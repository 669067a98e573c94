//! Medhist Application - Session and request orchestration
//!
//! This crate implements the client core of the medical-records console:
//! - Port definitions for transport, persistence and UI signals
//! - Request execution with bearer authentication
//! - Single-flight token refresh with request replay
//! - Report polling and typed resource APIs

pub mod auth;
pub mod client;
pub mod error;
pub mod executor;
pub mod filters;
pub mod ports;
pub mod report;
pub mod resources;

#[cfg(test)]
mod testing;

pub use auth::{AuthService, Recovery, RefreshCoordinator, TokenStore};
pub use client::{ApiClient, ApiClientBuilder};
pub use error::{ApiError, ApplicationError, ApplicationResult};
pub use executor::RequestExecutor;
pub use filters::FilterSession;
pub use report::{PollPolicy, ReportPoller};
pub use resources::{
    CaxCodeApi, Collection, DatesApi, MedicalHistoryApi, OperationApi, PatientApi, PatientSearch,
    RegistryApi, Removal, StaffApi,
};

○ ○ ○ ○ ○

Please copy out each line of the material that holds the string "client".

//! This crate implements the client core of the medical-records console:
pub mod client;
pub use client::{ApiClient, ApiClientBuilder};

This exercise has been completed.